Mit Blick auf Koalitionsgespräche sagte er, es liege auch in der Verantwortung der SPD, dass das Land eine handlungsfähige Regierung bekomme. “Aber es liegt jetzt auch an Friedrich Merz, dass es gelingen kann.” Als wichtige Themen nannte er unter anderem Wachstum, Wettbewerbsfähigkeit, wirtschaftliche Stärke, die Sicherung von Arbeitsplätzen und dass “Menschen, die hart arbeiten (…) mehr Geld im Geldbeutel haben”. Zuvor hatte sich SPD-Co-Chefin Saskia Esken verwundert gezeigt, dass sich die Unions-Spitze trotz der erklärten Eile nicht gemeldet habe. “Wir stehen für Gespräche bereit”, sagte sie Reuters. “Bisher hat sich Herr Merz bei mir noch nicht gemeldet.”

Klingbeil sagte, seine Fraktion werde nicht für einen AfD-Vizepräsidenten im Bundestag stimmen.

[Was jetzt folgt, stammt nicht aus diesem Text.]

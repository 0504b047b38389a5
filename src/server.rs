//! HTTP API.
//!
//! # Endpoints
//!
//! | Method | Path | Description |
//! |--------|------|-------------|
//! | `POST` | `/docs/sync` | Idempotent upsert of one documentation record |
//! | `GET`  | `/docs/{id}` | Read back a stored document and its platforms |
//! | `GET`  | `/oauth/config` | Public OAuth client configuration |
//! | `POST` | `/contact` | Contact-form intake |
//! | `POST` | `/band-name` | Delegates to the `band_name` capability |
//! | `POST` | `/rapper-name` | Delegates to the `rapper_name` capability |
//! | `POST` | `/chat` | Delegates to the `chat` capability |
//! | `GET`  | `/stream-status` | Delegates to the `stream_status` capability |
//! | `POST` | `/newsletter/sync` | Delegates to the `newsletter_sync` capability |
//! | `GET`  | `/capabilities` | Names of the registered capabilities |
//! | `GET`  | `/health` | Health check (returns version) |
//!
//! The caller's site is read from the `X-Site-Id` header, falling back to
//! `server.default_site`.
//!
//! # Error Contract
//!
//! ```json
//! { "error": { "code": "invalid_site", "message": "...", "retryable": false } }
//! ```
//!
//! Error codes: `invalid_site` (400), `bad_request` (400), `not_found` (404),
//! `persistence_error` (409/500), `missing_post_type` (500),
//! `render_error` (500), `term_creation_failed` (500), `partial_write` (500,
//! body also carries `id`), `capability_unavailable` (501),
//! `capability_error` (502).

use axum::{
    extract::{rejection::JsonRejection, FromRequest, Path, Request, State},
    http::{HeaderMap, StatusCode},
    response::{IntoResponse, Response},
    routing::{get, post},
    Json, Router,
};
use serde::de::DeserializeOwned;
use serde::Serialize;
use serde_json::Value;
use tower_http::cors::{Any, CorsLayer};
use tracing::{error, info, warn};

use crate::app::Gateway;
use crate::capabilities::{names, CapabilityRegistry};
use crate::config::Config;
use crate::error::SyncError;
use crate::models::{ContactReceipt, ContactSubmission, DocumentRecord, DocumentView, SyncOutcome};
use crate::oauth::{public_config, PublicOAuthConfig};
use crate::store::DocumentRepository;
use crate::tenant::SiteContext;

/// Header naming the caller's site.
pub const SITE_HEADER: &str = "x-site-id";

/// Starts the gateway with only the capabilities declared in the config.
pub async fn run_server(config: &Config) -> anyhow::Result<()> {
    run_server_with_capabilities(config, CapabilityRegistry::new()).await
}

/// Starts the gateway with additional in-process capabilities.
///
/// Binds to `[server].bind` and serves until the process is terminated.
///
/// # Example
///
/// ```rust,no_run
/// use content_gateway::capabilities::CapabilityRegistry;
/// use content_gateway::server::run_server_with_capabilities;
///
/// # async fn example(config: &content_gateway::config::Config) -> anyhow::Result<()> {
/// let mut capabilities = CapabilityRegistry::new();
/// // capabilities.register(Arc::new(MyBandNameGenerator::new()));
/// run_server_with_capabilities(config, capabilities).await?;
/// # Ok(())
/// # }
/// ```
pub async fn run_server_with_capabilities(
    config: &Config,
    capabilities: CapabilityRegistry,
) -> anyhow::Result<()> {
    let gateway = Gateway::connect(config, capabilities).await?;
    serve(gateway).await
}

/// Serves an already wired gateway on `[server].bind`.
pub async fn serve(gateway: Gateway) -> anyhow::Result<()> {
    if gateway.capabilities.is_empty() {
        info!("no capabilities registered; pass-through routes will answer 501");
    }
    for name in gateway.capabilities.names() {
        info!(capability = %name, "capability registered");
    }
    if gateway.is_ephemeral() {
        warn!("serving from an in-memory store; nothing will be persisted");
    }

    let bind = gateway.config.server.bind.clone();
    let app = router(gateway);

    let listener = tokio::net::TcpListener::bind(&bind).await?;
    info!(bind = %bind, "gateway listening");
    axum::serve(listener, app).await?;

    Ok(())
}

/// Registers every route against the wired gateway.
pub fn router(gateway: Gateway) -> Router {
    let cors = CorsLayer::new()
        .allow_origin(Any)
        .allow_methods(Any)
        .allow_headers(Any);

    Router::new()
        .route("/docs/sync", post(handle_docs_sync))
        .route("/docs/{id}", get(handle_docs_get))
        .route("/oauth/config", get(handle_oauth_config))
        .route("/contact", post(handle_contact))
        .route("/band-name", post(handle_band_name))
        .route("/rapper-name", post(handle_rapper_name))
        .route("/chat", post(handle_chat))
        .route("/stream-status", get(handle_stream_status))
        .route("/newsletter/sync", post(handle_newsletter_sync))
        .route("/capabilities", get(handle_list_capabilities))
        .route("/health", get(handle_health))
        .layer(cors)
        .with_state(gateway)
}

// ============ Error response ============

#[derive(Serialize)]
struct ErrorBody {
    error: ErrorDetail,
}

#[derive(Serialize)]
struct ErrorDetail {
    code: String,
    message: String,
    retryable: bool,
    #[serde(skip_serializing_if = "Option::is_none")]
    id: Option<i64>,
}

/// Converts a [`SyncError`] into the JSON error contract.
struct AppError(SyncError);

impl From<SyncError> for AppError {
    fn from(err: SyncError) -> Self {
        AppError(err)
    }
}

impl IntoResponse for AppError {
    fn into_response(self) -> Response {
        let status = self.0.status();
        let code = self.0.code();
        if status.is_server_error() {
            error!(code, error = %self.0, "request failed");
        } else {
            warn!(code, error = %self.0, "request rejected");
        }

        let id = match &self.0 {
            SyncError::PartialWrite { id, .. } => Some(*id),
            _ => None,
        };
        let body = ErrorBody {
            error: ErrorDetail {
                code: code.to_string(),
                message: self.0.to_string(),
                retryable: self.0.is_retryable(),
                id,
            },
        };
        (status, Json(body)).into_response()
    }
}

fn site_context(config: &Config, headers: &HeaderMap) -> SiteContext {
    match headers.get(SITE_HEADER) {
        None => SiteContext::resolve(config, None),
        Some(value) => match value.to_str().ok().and_then(|v| v.trim().parse::<i64>().ok()) {
            Some(id) => SiteContext::resolve(config, Some(id)),
            None => SiteContext::unknown(),
        },
    }
}

impl From<JsonRejection> for AppError {
    fn from(rejection: JsonRejection) -> Self {
        AppError(SyncError::Validation(format!(
            "invalid request body: {}",
            rejection.body_text()
        )))
    }
}

/// `Json` extractor whose rejections use the error envelope.
///
/// Covers a missing content type, malformed JSON and bodies that do not
/// match `T`, all as `bad_request`.
struct JsonBody<T>(T);

impl<S, T> FromRequest<S> for JsonBody<T>
where
    S: Send + Sync,
    T: DeserializeOwned,
{
    type Rejection = AppError;

    async fn from_request(req: Request, state: &S) -> Result<Self, Self::Rejection> {
        let Json(value) = Json::<T>::from_request(req, state).await?;
        Ok(JsonBody(value))
    }
}

// ============ GET /health ============

#[derive(Serialize)]
struct HealthResponse {
    status: String,
    version: String,
}

async fn handle_health() -> Json<HealthResponse> {
    Json(HealthResponse {
        status: "ok".to_string(),
        version: env!("CARGO_PKG_VERSION").to_string(),
    })
}

// ============ Documentation sync ============

/// Handler for `POST /docs/sync`.
///
/// Returns `{ success, action, id }` where `action` is `created`, `updated`
/// or `skipped`.
async fn handle_docs_sync(
    State(gateway): State<Gateway>,
    headers: HeaderMap,
    JsonBody(record): JsonBody<DocumentRecord>,
) -> Result<Json<SyncOutcome>, AppError> {
    let ctx = site_context(&gateway.config, &headers);
    let outcome = gateway.controller.sync(&ctx, record).await?;
    Ok(Json(outcome))
}

/// Handler for `GET /docs/{id}`.
async fn handle_docs_get(
    State(gateway): State<Gateway>,
    Path(id): Path<i64>,
) -> Result<Json<DocumentView>, AppError> {
    let documents = gateway.controller.documents();
    let document = documents
        .get(id)
        .await
        .map_err(SyncError::from)?
        .ok_or_else(|| SyncError::NotFound(format!("no document with id {}", id)))?;
    let platforms = documents.terms_of(id).await.map_err(SyncError::from)?;
    Ok(Json(DocumentView {
        document,
        platforms,
    }))
}

// ============ OAuth ============

async fn handle_oauth_config(
    State(gateway): State<Gateway>,
) -> Result<Json<PublicOAuthConfig>, AppError> {
    Ok(Json(public_config(gateway.config.oauth.as_ref())?))
}

// ============ Contact ============

async fn handle_contact(
    State(gateway): State<Gateway>,
    JsonBody(submission): JsonBody<ContactSubmission>,
) -> Result<(StatusCode, Json<ContactReceipt>), AppError> {
    let receipt = gateway.contact.submit(submission).await?;
    Ok((StatusCode::CREATED, Json(receipt)))
}

// ============ Capability pass-through ============

#[derive(Serialize)]
struct CapabilityListResponse {
    capabilities: Vec<String>,
}

async fn handle_list_capabilities(State(gateway): State<Gateway>) -> Json<CapabilityListResponse> {
    Json(CapabilityListResponse {
        capabilities: gateway.capabilities.names(),
    })
}

/// Resolves `name` and wraps its answer as `{ "result": ... }`.
async fn dispatch(gateway: &Gateway, name: &str, params: Value) -> Result<Json<Value>, AppError> {
    let result = gateway.capabilities.invoke(name, params).await?;
    Ok(Json(serde_json::json!({ "result": result })))
}

async fn handle_band_name(
    State(gateway): State<Gateway>,
    JsonBody(params): JsonBody<Value>,
) -> Result<Json<Value>, AppError> {
    dispatch(&gateway, names::BAND_NAME, params).await
}

async fn handle_rapper_name(
    State(gateway): State<Gateway>,
    JsonBody(params): JsonBody<Value>,
) -> Result<Json<Value>, AppError> {
    dispatch(&gateway, names::RAPPER_NAME, params).await
}

async fn handle_chat(
    State(gateway): State<Gateway>,
    JsonBody(params): JsonBody<Value>,
) -> Result<Json<Value>, AppError> {
    dispatch(&gateway, names::CHAT, params).await
}

async fn handle_stream_status(State(gateway): State<Gateway>) -> Result<Json<Value>, AppError> {
    dispatch(&gateway, names::STREAM_STATUS, Value::Object(Default::default())).await
}

async fn handle_newsletter_sync(
    State(gateway): State<Gateway>,
    JsonBody(params): JsonBody<Value>,
) -> Result<Json<Value>, AppError> {
    dispatch(&gateway, names::NEWSLETTER_SYNC, params).await
}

Er werde auch alles dafür tun, dass der Sitzungssaal der SPD, der sogenannte Otto-Wels-Saal, weiter von den Sozialdemokraten genutzt werden könne. Die AfD, die zweitstärkste Kraft bei der Bundestagswahl wurde, hatte Anspruch auf die Nutzung dieses Saals erhoben.

Der neue SPD-Fraktionschef sagte nicht, ob er im Fall der Fälle von der Fraktion in ein Ministeramt wechseln würde. “Diese Gespräche sollte jeder, der auf unserer Seite mitverhandelt, völlig frei von der Frage tun, was wird aus einem persönlich”, so Klingbeil. Dass der Parteichef, dem auch Minister-Ambitionen nachgesagt wurden, nun auch Fraktionschef ist, gilt auch als Hinweis darauf, dass die SPD für eine Regierungs- und eine Oppositionsrolle vorbereitet sein will.